»»

use crate::limits::*;
use crate::model::*;

use super::EngineError;

pub(crate) fn parse_interval(start: &str, end: &str) -> Result<TimeInterval, EngineError> {
    let s = parse_hhmm(start).ok_or_else(|| EngineError::InvalidTimeFormat(start.to_string()))?;
    let e = parse_hhmm(end).ok_or_else(|| EngineError::InvalidTimeFormat(end.to_string()))?;
    TimeInterval::try_new(s, e).ok_or(EngineError::InvalidInterval { start: s, end: e })
}

pub(crate) fn validate_interval(interval: &TimeInterval) -> Result<(), EngineError> {
    if interval.start >= interval.end {
        return Err(EngineError::InvalidInterval {
            start: interval.start,
            end: interval.end,
        });
    }
    if interval.end > MINUTES_PER_DAY {
        return Err(EngineError::LimitExceeded("interval extends past end of day"));
    }
    Ok(())
}

pub(crate) fn validate_date(date: &str) -> Result<(), EngineError> {
    if date.len() > MAX_DATE_LEN {
        return Err(EngineError::LimitExceeded("date key too long"));
    }
    Ok(())
}

/// Fails with the id of the first existing booking that overlaps `candidate`.
pub(crate) fn check_no_conflict(bucket: &Bucket, candidate: &TimeInterval) -> Result<(), EngineError> {
    match bucket.overlapping(candidate).next() {
        Some(existing) => Err(EngineError::Conflict(existing.id)),
        None => Ok(()),
    }
}
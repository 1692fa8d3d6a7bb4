use ulid::Ulid;

use crate::model::Minute;

#[derive(Debug)]
pub enum EngineError {
    UnknownFacility(String),
    /// Overlaps the existing booking with this id.
    Conflict(Ulid),
    InvalidTimeFormat(String),
    InvalidInterval {
        start: Minute,
        end: Minute,
    },
    LimitExceeded(&'static str),
    WalError(String),
}

impl std::fmt::Display for EngineError {
    fn fmt(&self, f: &mut std::fmt::Formatter<'_>) -> std::fmt::Result {
        match self {
            EngineError::UnknownFacility(name) => write!(f, "unknown facility: {name}"),
            EngineError::Conflict(id) => write!(f, "conflict with booking: {id}"),
            EngineError::InvalidTimeFormat(s) => write!(f, "invalid time format: {s:?}"),
            EngineError::InvalidInterval { start, end } => {
                write!(f, "invalid interval: start {start} must be before end {end}")
            }
            EngineError::LimitExceeded(msg) => write!(f, "limit exceeded: {msg}"),
            EngineError::WalError(e) => write!(f, "WAL error: {e}"),
        }
    }
}

impl std::error::Error for EngineError {}
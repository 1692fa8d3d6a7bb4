/// Parsed request line.
///
/// Grammar: `VERB [arg {, arg}]`. The verb is case-insensitive; arguments are
/// comma-separated and trimmed so facility names may contain spaces.
#[derive(Debug, PartialEq)]
pub enum Command {
    Book {
        facility: String,
        date: String,
        start: String,
        end: String,
    },
    Quote {
        facility: String,
        start: String,
        end: String,
    },
    Bookings {
        facility: String,
        date: String,
    },
    Facilities,
    Quit,
}

#[derive(Debug, PartialEq)]
pub enum ParseError {
    Empty,
    UnknownCommand(String),
    Arity {
        command: &'static str,
        expected: usize,
        got: usize,
    },
    EmptyArgument(&'static str),
}

impl std::fmt::Display for ParseError {
    fn fmt(&self, f: &mut std::fmt::Formatter<'_>) -> std::fmt::Result {
        match self {
            ParseError::Empty => write!(f, "empty request"),
            ParseError::UnknownCommand(verb) => write!(f, "unknown command: {verb}"),
            ParseError::Arity {
                command,
                expected,
                got,
            } => write!(f, "{command} takes {expected} arguments, got {got}"),
            ParseError::EmptyArgument(command) => write!(f, "{command}: empty argument"),
        }
    }
}

impl std::error::Error for ParseError {}

pub fn parse_command(line: &str) -> Result<Command, ParseError> {
    let trimmed = line.trim();
    if trimmed.is_empty() {
        return Err(ParseError::Empty);
    }
    let (verb, rest) = match trimmed.split_once(char::is_whitespace) {
        Some((verb, rest)) => (verb, rest.trim()),
        None => (trimmed, ""),
    };

    match verb.to_ascii_uppercase().as_str() {
        "BOOK" => {
            let [facility, date, start, end] = args::<4>("BOOK", rest)?;
            Ok(Command::Book {
                facility,
                date,
                start,
                end,
            })
        }
        "QUOTE" => {
            let [facility, start, end] = args::<3>("QUOTE", rest)?;
            Ok(Command::Quote {
                facility,
                start,
                end,
            })
        }
        "BOOKINGS" => {
            let [facility, date] = args::<2>("BOOKINGS", rest)?;
            Ok(Command::Bookings { facility, date })
        }
        "FACILITIES" => {
            args::<0>("FACILITIES", rest)?;
            Ok(Command::Facilities)
        }
        "QUIT" => {
            args::<0>("QUIT", rest)?;
            Ok(Command::Quit)
        }
        _ => Err(ParseError::UnknownCommand(verb.to_string())),
    }
}

/// Split `rest` into exactly `N` non-empty, trimmed, comma-separated arguments.
fn args<const N: usize>(command: &'static str, rest: &str) -> Result<[String; N], ParseError> {
    let parts: Vec<String> = if rest.is_empty() {
        Vec::new()
    } else {
        rest.split(',').map(|p| p.trim().to_string()).collect()
    };
    if parts.iter().any(String::is_empty) {
        return Err(ParseError::EmptyArgument(command));
    }
    let got = parts.len();
    parts.try_into().map_err(|_| ParseError::Arity {
        command,
        expected: N,
        got,
    })
}

/// Metric label for a command.
pub fn command_label(cmd: &Command) -> &'static str {
    match cmd {
        Command::Book { .. } => "book",
        Command::Quote { .. } => "quote",
        Command::Bookings { .. } => "bookings",
        Command::Facilities => "facilities",
        Command::Quit => "quit",
    }
}

#[cfg(test)]
mod tests {
    use super::*;

    #[test]
    fn parse_book_with_spaces_in_name() {
        let cmd = parse_command("BOOK Tennis Court, 2020-10-26, 16:00, 20:00").unwrap();
        assert_eq!(
            cmd,
            Command::Book {
                facility: "Tennis Court".into(),
                date: "2020-10-26".into(),
                start: "16:00".into(),
                end: "20:00".into(),
            }
        );
    }

    #[test]
    fn verb_is_case_insensitive() {
        assert_eq!(parse_command("facilities").unwrap(), Command::Facilities);
        assert_eq!(parse_command("  Quit  ").unwrap(), Command::Quit);
        assert!(matches!(
            parse_command("book Clubhouse,2020-10-26,16:00,22:00"),
            Ok(Command::Book { .. })
        ));
    }

    #[test]
    fn parse_quote_and_bookings() {
        assert_eq!(
            parse_command("QUOTE Clubhouse, 14:00, 18:00").unwrap(),
            Command::Quote {
                facility: "Clubhouse".into(),
                start: "14:00".into(),
                end: "18:00".into(),
            }
        );
        assert_eq!(
            parse_command("BOOKINGS Clubhouse, 2020-10-26").unwrap(),
            Command::Bookings {
                facility: "Clubhouse".into(),
                date: "2020-10-26".into(),
            }
        );
    }

    #[test]
    fn wrong_arity() {
        assert_eq!(
            parse_command("BOOK Clubhouse, 2020-10-26, 16:00"),
            Err(ParseError::Arity {
                command: "BOOK",
                expected: 4,
                got: 3
            })
        );
        assert_eq!(
            parse_command("FACILITIES all"),
            Err(ParseError::Arity {
                command: "FACILITIES",
                expected: 0,
                got: 1
            })
        );
        assert_eq!(
            parse_command("BOOK"),
            Err(ParseError::Arity {
                command: "BOOK",
                expected: 4,
                got: 0
            })
        );
    }

    #[test]
    fn empty_argument_rejected() {
        assert_eq!(
            parse_command("BOOK Clubhouse, , 16:00, 22:00"),
            Err(ParseError::EmptyArgument("BOOK"))
        );
    }

    #[test]
    fn empty_and_unknown() {
        assert_eq!(parse_command("   "), Err(ParseError::Empty));
        assert_eq!(
            parse_command("CANCEL x"),
            Err(ParseError::UnknownCommand("CANCEL".into()))
        );
    }
}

««

Work instructions =>
Every line with the word "EmptyArgument" in it should be copied from the listing above.

Reply =>
    EmptyArgument(&'static str),
            ParseError::EmptyArgument(command) => write!(f, "{command}: empty argument"),
        return Err(ParseError::EmptyArgument(command));
            Err(ParseError::EmptyArgument("BOOK"))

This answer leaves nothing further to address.